• **Provided records**:
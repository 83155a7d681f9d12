// src/hero/src/bag.rs
use serde::{Deserialize, Serialize};

use items::{AmmoKind, Bonus, BonusKind};

pub mod inventory;

use inventory::{Inventory, InventoryError};

/// Pouch capacity for each stored bonus kind
pub const POUCH_CAPACITY: usize = 8;

/// Unused pickups plus spare ammo that is not loaded into a weapon yet
#[derive(Clone, Debug, PartialEq, Serialize, Deserialize)]
pub struct Bag {
    medkits: Inventory<Bonus>,
    rages: Inventory<Bonus>,
    accuracies: Inventory<Bonus>,
    arrows: u32,
    bullets: u32,
}

impl Bag {
    pub fn new() -> Self {
        Self {
            medkits: Inventory::new(POUCH_CAPACITY),
            rages: Inventory::new(POUCH_CAPACITY),
            accuracies: Inventory::new(POUCH_CAPACITY),
            arrows: 0,
            bullets: 0,
        }
    }

    fn pouch(&self, kind: BonusKind) -> Option<&Inventory<Bonus>> {
        match kind {
            BonusKind::Medkit => Some(&self.medkits),
            BonusKind::Rage => Some(&self.rages),
            BonusKind::Accuracy => Some(&self.accuracies),
            _ => None,
        }
    }

    fn pouch_mut(&mut self, kind: BonusKind) -> Option<&mut Inventory<Bonus>> {
        match kind {
            BonusKind::Medkit => Some(&mut self.medkits),
            BonusKind::Rage => Some(&mut self.rages),
            BonusKind::Accuracy => Some(&mut self.accuracies),
            _ => None,
        }
    }

    /// Keep a medkit, rage or accuracy bonus for later
    pub fn store(&mut self, bonus: Bonus) -> Result<(), InventoryError> {
        match self.pouch_mut(bonus.kind()) {
            Some(pouch) => pouch.add(bonus),
            None => Err(InventoryError::NotStorable),
        }
    }

    /// Remove the `index`-th stored bonus of `kind`
    pub fn take(&mut self, kind: BonusKind, index: usize) -> Result<Bonus, InventoryError> {
        match self.pouch_mut(kind) {
            Some(pouch) => pouch.remove(index),
            None => Err(InventoryError::InvalidIndex { index, len: 0 }),
        }
    }

    /// Stored bonuses of `kind` in pickup order
    pub fn list(&self, kind: BonusKind) -> &[Bonus] {
        self.pouch(kind).map(Inventory::items).unwrap_or(&[])
    }

    /// No room left for another bonus of `kind`; never true for kinds that are not stored
    pub fn is_full(&self, kind: BonusKind) -> bool {
        self.pouch(kind).is_some_and(Inventory::is_full)
    }

    pub fn count(&self, kind: BonusKind) -> usize {
        match kind {
            BonusKind::Arrows | BonusKind::Bullets | BonusKind::Coins => 0,
            _ => self.list(kind).len(),
        }
    }

    pub fn reserve(&mut self, ammo: AmmoKind, amount: u32) {
        match ammo {
            AmmoKind::Arrows => self.arrows += amount,
            AmmoKind::Bullets => self.bullets += amount,
        }
    }

    pub fn reserved(&self, ammo: AmmoKind) -> u32 {
        match ammo {
            AmmoKind::Arrows => self.arrows,
            AmmoKind::Bullets => self.bullets,
        }
    }

    /// Empty the reserve of `ammo`, returning how much was there
    pub fn take_reserved(&mut self, ammo: AmmoKind) -> u32 {
        match ammo {
            AmmoKind::Arrows => std::mem::take(&mut self.arrows),
            AmmoKind::Bullets => std::mem::take(&mut self.bullets),
        }
    }
}

impl Default for Bag {
    fn default() -> Self {
        Self::new()
    }
}

#[cfg(test)]
mod tests {
    use super::*;

    #[test]
    fn stores_only_menu_bonuses() {
        let mut bag = Bag::new();
        assert!(bag.store(Bonus::Medkit { power: 30.0 }).is_ok());
        assert!(bag.store(Bonus::Rage { multiplier: 0.2 }).is_ok());
        assert_eq!(
            bag.store(Bonus::Coins { amount: 5 }),
            Err(InventoryError::NotStorable)
        );
        assert_eq!(bag.count(BonusKind::Medkit), 1);
        assert_eq!(bag.count(BonusKind::Rage), 1);
        assert_eq!(bag.count(BonusKind::Accuracy), 0);
    }

    #[test]
    fn take_by_kind_and_index() {
        let mut bag = Bag::new();
        bag.store(Bonus::Medkit { power: 10.0 }).unwrap();
        bag.store(Bonus::Medkit { power: 50.0 }).unwrap();

        assert_eq!(bag.take(BonusKind::Medkit, 1), Ok(Bonus::Medkit { power: 50.0 }));
        assert_eq!(
            bag.take(BonusKind::Medkit, 1),
            Err(InventoryError::InvalidIndex { index: 1, len: 1 })
        );
        assert_eq!(bag.list(BonusKind::Medkit), &[Bonus::Medkit { power: 10.0 }]);
    }

    #[test]
    fn ammo_reserve_accumulates_and_empties() {
        let mut bag = Bag::new();
        bag.reserve(AmmoKind::Arrows, 4);
        bag.reserve(AmmoKind::Arrows, 3);
        bag.reserve(AmmoKind::Bullets, 2);

        assert_eq!(bag.reserved(AmmoKind::Arrows), 7);
        assert_eq!(bag.take_reserved(AmmoKind::Arrows), 7);
        assert_eq!(bag.reserved(AmmoKind::Arrows), 0);
        assert_eq!(bag.reserved(AmmoKind::Bullets), 2);
    }

    #[test]
    fn pouch_fills_up() {
        let mut bag = Bag::new();
        for _ in 0..POUCH_CAPACITY {
            bag.store(Bonus::Accuracy { multiplier: 0.1 }).unwrap();
        }
        assert!(bag.is_full(BonusKind::Accuracy));
        assert!(!bag.is_full(BonusKind::Medkit));
        assert!(!bag.is_full(BonusKind::Coins));
        assert_eq!(
            bag.store(Bonus::Accuracy { multiplier: 0.1 }),
            Err(InventoryError::Full)
        );
    }
}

• **Exercise details**:
Copy the records above exactly as written.

• **Worked solution**:
repository 83155a7d681f9d12
// src/hero/src/bag.rs
use serde::{Deserialize, Serialize};

use items::{AmmoKind, Bonus, BonusKind};

pub mod inventory;

use inventory::{Inventory, InventoryError};

/// Pouch capacity for each stored bonus kind
pub const POUCH_CAPACITY: usize = 8;

/// Unused pickups plus spare ammo that is not loaded into a weapon yet
#[derive(Clone, Debug, PartialEq, Serialize, Deserialize)]
pub struct Bag {
    medkits: Inventory<Bonus>,
    rages: Inventory<Bonus>,
    accuracies: Inventory<Bonus>,
    arrows: u32,
    bullets: u32,
}

impl Bag {
    pub fn new() -> Self {
        Self {
            medkits: Inventory::new(POUCH_CAPACITY),
            rages: Inventory::new(POUCH_CAPACITY),
            accuracies: Inventory::new(POUCH_CAPACITY),
            arrows: 0,
            bullets: 0,
        }
    }

    fn pouch(&self, kind: BonusKind) -> Option<&Inventory<Bonus>> {
        match kind {
            BonusKind::Medkit => Some(&self.medkits),
            BonusKind::Rage => Some(&self.rages),
            BonusKind::Accuracy => Some(&self.accuracies),
            _ => None,
        }
    }

    fn pouch_mut(&mut self, kind: BonusKind) -> Option<&mut Inventory<Bonus>> {
        match kind {
            BonusKind::Medkit => Some(&mut self.medkits),
            BonusKind::Rage => Some(&mut self.rages),
            BonusKind::Accuracy => Some(&mut self.accuracies),
            _ => None,
        }
    }

    /// Keep a medkit, rage or accuracy bonus for later
    pub fn store(&mut self, bonus: Bonus) -> Result<(), InventoryError> {
        match self.pouch_mut(bonus.kind()) {
            Some(pouch) => pouch.add(bonus),
            None => Err(InventoryError::NotStorable),
        }
    }

    /// Remove the `index`-th stored bonus of `kind`
    pub fn take(&mut self, kind: BonusKind, index: usize) -> Result<Bonus, InventoryError> {
        match self.pouch_mut(kind) {
            Some(pouch) => pouch.remove(index),
            None => Err(InventoryError::InvalidIndex { index, len: 0 }),
        }
    }

    /// Stored bonuses of `kind` in pickup order
    pub fn list(&self, kind: BonusKind) -> &[Bonus] {
        self.pouch(kind).map(Inventory::items).unwrap_or(&[])
    }

    /// No room left for another bonus of `kind`; never true for kinds that are not stored
    pub fn is_full(&self, kind: BonusKind) -> bool {
        self.pouch(kind).is_some_and(Inventory::is_full)
    }

    pub fn count(&self, kind: BonusKind) -> usize {
        match kind {
            BonusKind::Arrows | BonusKind::Bullets | BonusKind::Coins => 0,
            _ => self.list(kind).len(),
        }
    }

    pub fn reserve(&mut self, ammo: AmmoKind, amount: u32) {
        match ammo {
            AmmoKind::Arrows => self.arrows += amount,
            AmmoKind::Bullets => self.bullets += amount,
        }
    }

    pub fn reserved(&self, ammo: AmmoKind) -> u32 {
        match ammo {
            AmmoKind::Arrows => self.arrows,
            AmmoKind::Bullets => self.bullets,
        }
    }

    /// Empty the reserve of `ammo`, returning how much was there
    pub fn take_reserved(&mut self, ammo: AmmoKind) -> u32 {
        match ammo {
            AmmoKind::Arrows => std::mem::take(&mut self.arrows),
            AmmoKind::Bullets => std::mem::take(&mut self.bullets),
        }
    }
}

impl Default for Bag {
    fn default() -> Self {
        Self::new()
    }
}

#[cfg(test)]
mod tests {
    use super::*;

    #[test]
    fn stores_only_menu_bonuses() {
        let mut bag = Bag::new();
        assert!(bag.store(Bonus::Medkit { power: 30.0 }).is_ok());
        assert!(bag.store(Bonus::Rage { multiplier: 0.2 }).is_ok());
        assert_eq!(
            bag.store(Bonus::Coins { amount: 5 }),
            Err(InventoryError::NotStorable)
        );
        assert_eq!(bag.count(BonusKind::Medkit), 1);
        assert_eq!(bag.count(BonusKind::Rage), 1);
        assert_eq!(bag.count(BonusKind::Accuracy), 0);
    }

    #[test]
    fn take_by_kind_and_index() {
        let mut bag = Bag::new();
        bag.store(Bonus::Medkit { power: 10.0 }).unwrap();
        bag.store(Bonus::Medkit { power: 50.0 }).unwrap();

        assert_eq!(bag.take(BonusKind::Medkit, 1), Ok(Bonus::Medkit { power: 50.0 }));
        assert_eq!(
            bag.take(BonusKind::Medkit, 1),
            Err(InventoryError::InvalidIndex { index: 1, len: 1 })
        );
        assert_eq!(bag.list(BonusKind::Medkit), &[Bonus::Medkit { power: 10.0 }]);
    }

    #[test]
    fn ammo_reserve_accumulates_and_empties() {
        let mut bag = Bag::new();
        bag.reserve(AmmoKind::Arrows, 4);
        bag.reserve(AmmoKind::Arrows, 3);
        bag.reserve(AmmoKind::Bullets, 2);

        assert_eq!(bag.reserved(AmmoKind::Arrows), 7);
        assert_eq!(bag.take_reserved(AmmoKind::Arrows), 7);
        assert_eq!(bag.reserved(AmmoKind::Arrows), 0);
        assert_eq!(bag.reserved(AmmoKind::Bullets), 2);
    }

    #[test]
    fn pouch_fills_up() {
        let mut bag = Bag::new();
        for _ in 0..POUCH_CAPACITY {
            bag.store(Bonus::Accuracy { multiplier: 0.1 }).unwrap();
        }
        assert!(bag.is_full(BonusKind::Accuracy));
        assert!(!bag.is_full(BonusKind::Medkit));
        assert!(!bag.is_full(BonusKind::Coins));
        assert_eq!(
            bag.store(Bonus::Accuracy { multiplier: 0.1 }),
            Err(InventoryError::Full)
        );
    }
}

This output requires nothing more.